The health law expands the reach of Medicaid to an additional 16 million people, and some free clinics want to transform themselves to serve those newly covered people. But Nicole Lamoureux Busby, head of the National Association of Free and Charitable Clinics, points out that more than 20 million people still won't have coverage. She says many clinics will have a role helping patients figure out the new system.

"It sounds great to have everyone be eligible between 2014 and 2019, but there's not this magic potion or wand that's going to get people signed up," Lamoureux Busby says. "Somebody's going to have to help them. We're going to have to explain now a very complicated system that quite frankly ignored patients in the past."

Duchesne's director, Falk, says the clinic's already been responding to a changing health system by trying to be more of a primary care center for patients. She says the clinic has decided to take Medicaid and private insurance if health coverage expands in the future — even though it will mean a major transformation.

"I don't think we can stay as [we] are; I think we have to grow within our environment," Falk says. "It will totally change the culture and structure of this clinic, having never had to do these things and building the infrastructure."

Falk also says their daily workflow will change.

Effect On Volunteers

One way taking Medicaid and private insurance could alter the nature of free clinics is its relationships with volunteers such as Dr. Glenn Hodges of the Health Partnership Clinic, in nearby Johnson County, Kan.

"I'm a medical missionary three miles from where I live, taking care of people in my neighborhood," Hodges says.

Hodges has been a happy volunteer at the Health Partnership Clinic since he retired from the VA more than 10 years ago. This clinic will be making some more sweeping changes by applying to be a federally qualified community health center. That will include taking Medicaid and private coverage and qualifying for more federal funds.

Hodges says he plans to stay with the clinic, but he and most other volunteers will focus on patients who don't have coverage. Staff will focus on those with coverage.

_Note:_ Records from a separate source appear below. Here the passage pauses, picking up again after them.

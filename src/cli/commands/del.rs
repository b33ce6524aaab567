use crate::cli::commands::day_arg;
use crate::cli::parser::Commands;
use crate::config::Config;
use crate::core::context::SessionContext;
use crate::core::del::DeleteLogic;
use crate::errors::AppResult;
use crate::store::open_store;
use crate::ui::messages::{info, success, warning};

use std::io::{self, Write};

/// Ask a yes/no confirmation from the user
fn ask_confirmation(prompt: &str) -> bool {
    warning(prompt);
    print!("Confirm [y/N]: ");
    let _ = io::stdout().flush();

    let mut s = String::new();
    if io::stdin().read_line(&mut s).is_ok() {
        matches!(s.trim().to_lowercase().as_str(), "y" | "yes")
    } else {
        false
    }
}

pub fn handle(cmd: &Commands, cfg: &Config, ctx: &SessionContext) -> AppResult<()> {
    if let Commands::Del {
        date,
        index,
        all: _,
        yes,
    } = cmd
    {
        let d = day_arg(Some(date.as_str()), ctx)?;

        let prompt = match index {
            Some(i) => format!("Delete session #{} of {}? This action is irreversible.", i, d),
            None => format!("Delete ALL sessions of {}? This action is irreversible.", d),
        };

        if !*yes && !ask_confirmation(&prompt) {
            info("Operation cancelled.");
            return Ok(());
        }

        let mut store = open_store(cfg, &ctx.user)?;

        match index {
            Some(i) => {
                let log = DeleteLogic::apply(store.as_mut(), ctx, d, i - 1)?;
                success(format!(
                    "Session #{} of {} has been deleted ({} left).",
                    i,
                    d,
                    log.entries.len()
                ));
            }
            None => {
                let removed = DeleteLogic::clear(store.as_mut(), ctx, d)?;
                if removed == 0 {
                    info(format!("No sessions recorded for {}.", d));
                } else {
                    success(format!("All {} sessions of {} have been deleted.", removed, d));
                }
            }
        }
    }

    Ok(())
}
use crate::db::pool::DbPool;
use crate::db::queries::open_sessions;
use crate::errors::AppResult;
use crate::utils::colors::{CYAN, GREEN, GREY, RED, RESET, YELLOW};
use chrono::NaiveDate;
use rusqlite::OptionalExtension;
use std::fs;

pub fn print_db_info(pool: &mut DbPool, user: &str) -> AppResult<()> {
    println!();

    //
    // 1) FILE SIZE
    //
    let file_size = fs::metadata(&pool.path).map(|m| m.len()).unwrap_or(0);
    let file_mb = (file_size as f64) / (1024.0 * 1024.0);

    println!(
        "{}• File:{} {}{}{}",
        CYAN,
        RESET,
        YELLOW,
        pool.path.display(),
        RESET
    );
    println!("{}• Size:{} {:.2} MB", CYAN, RESET, file_mb);

    //
    // 2) TOTALS
    //
    let count: i64 = pool
        .conn
        .query_row("SELECT COUNT(*) FROM time_entries", [], |row| row.get(0))?;
    let users: i64 = pool.conn.query_row(
        "SELECT COUNT(DISTINCT user_id) FROM time_entries",
        [],
        |row| row.get(0),
    )?;
    println!(
        "{}• Total entries:{} {}{}{} ({} user(s))",
        CYAN, RESET, GREEN, count, RESET, users
    );

    //
    // 3) DATE RANGE (current user)
    //
    let first_date: Option<String> = pool
        .conn
        .query_row(
            "SELECT date FROM time_entries WHERE user_id = ?1 ORDER BY date ASC LIMIT 1",
            [user],
            |row| row.get(0),
        )
        .optional()?;

    let last_date: Option<String> = pool
        .conn
        .query_row(
            "SELECT date FROM time_entries WHERE user_id = ?1 ORDER BY date DESC LIMIT 1",
            [user],
            |row| row.get(0),
        )
        .optional()?;

    let fmt_first = first_date
        .clone()
        .unwrap_or_else(|| format!("{GREY}--{RESET}"));
    let fmt_last = last_date
        .clone()
        .unwrap_or_else(|| format!("{GREY}--{RESET}"));

    println!("{}• Date range for '{}':{}", CYAN, user, RESET);
    println!("    from: {}", fmt_first);
    println!("    to:   {}", fmt_last);

    //
    // 4) AVERAGE ENTRIES/DAY
    //
    if let (Some(f), Some(l)) = (first_date, last_date)
        && let (Some(d1), Some(d2)) = (parse_date(&f), parse_date(&l))
    {
        let days = (d2 - d1).num_days().max(1);
        let user_count: i64 = pool.conn.query_row(
            "SELECT COUNT(*) FROM time_entries WHERE user_id = ?1",
            [user],
            |row| row.get(0),
        )?;

        let avg = user_count as f64 / days as f64;
        println!("{}• Average entries/day:{} {:.2}", CYAN, RESET, avg);
    }

    //
    // 5) OPEN SESSIONS
    //
    let open = open_sessions(&pool.conn, user)?;
    if open.is_empty() {
        println!("{}• Open sessions:{} {}none{}", CYAN, RESET, GREEN, RESET);
    } else {
        println!("{}• Open sessions:{}", CYAN, RESET);
        for (date, n) in open {
            println!("    {}{}{}: {}", RED, date, RESET, n);
        }
    }

    println!();
    Ok(())
}

fn parse_date(date_str: &str) -> Option<NaiveDate> {
    NaiveDate::parse_from_str(date_str, "%Y-%m-%d").ok()
}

"The patients who are receiving free care are going to continue to be there. It's two separate patient populations," Hodges says. "We'll require two separate administrative organizational structures. There's a need for both."

That attitude is great news for new Health Partnership Clinic director Jason Wesco, who used to run a community health center. He knows he'll still need volunteers like Hodges, as well as more paid staff to handle extra patients and a new operating system.

"I exist to help my patients get healthier and to take care of as many as I can in [the] highest quality manner possible," Wesco says. "How do I create a system where I can bill for services? Well, you know I just do it, just like I created a system to manage 100 volunteers. That to me is a lot harder than billing Medicaid. We deliver health care to incredibly sick people, [and] that's hard. Billing Medicaid is not hard."

Still, Wesco knows this transition takes effort: planning, training staff and adding an electronic medical records system. For clinics that go in this direction there can be bigger changes, too. Some will have to add or increase their malpractice coverage and some might need to take a role in changing state Medicaid laws.

"The bottom line is we have a growing need," Wesco says. "And our job is to worry about all those people we don't take care of and get resources to make sure no one goes without health care. That's a big job and the only way I can do that adequately is to bring more resources into this organization."

Free-clinic directors say the next few years will be hard work, but they say with decades of stretching resources and caring for people with complex health problems, they'll rise to the challenge.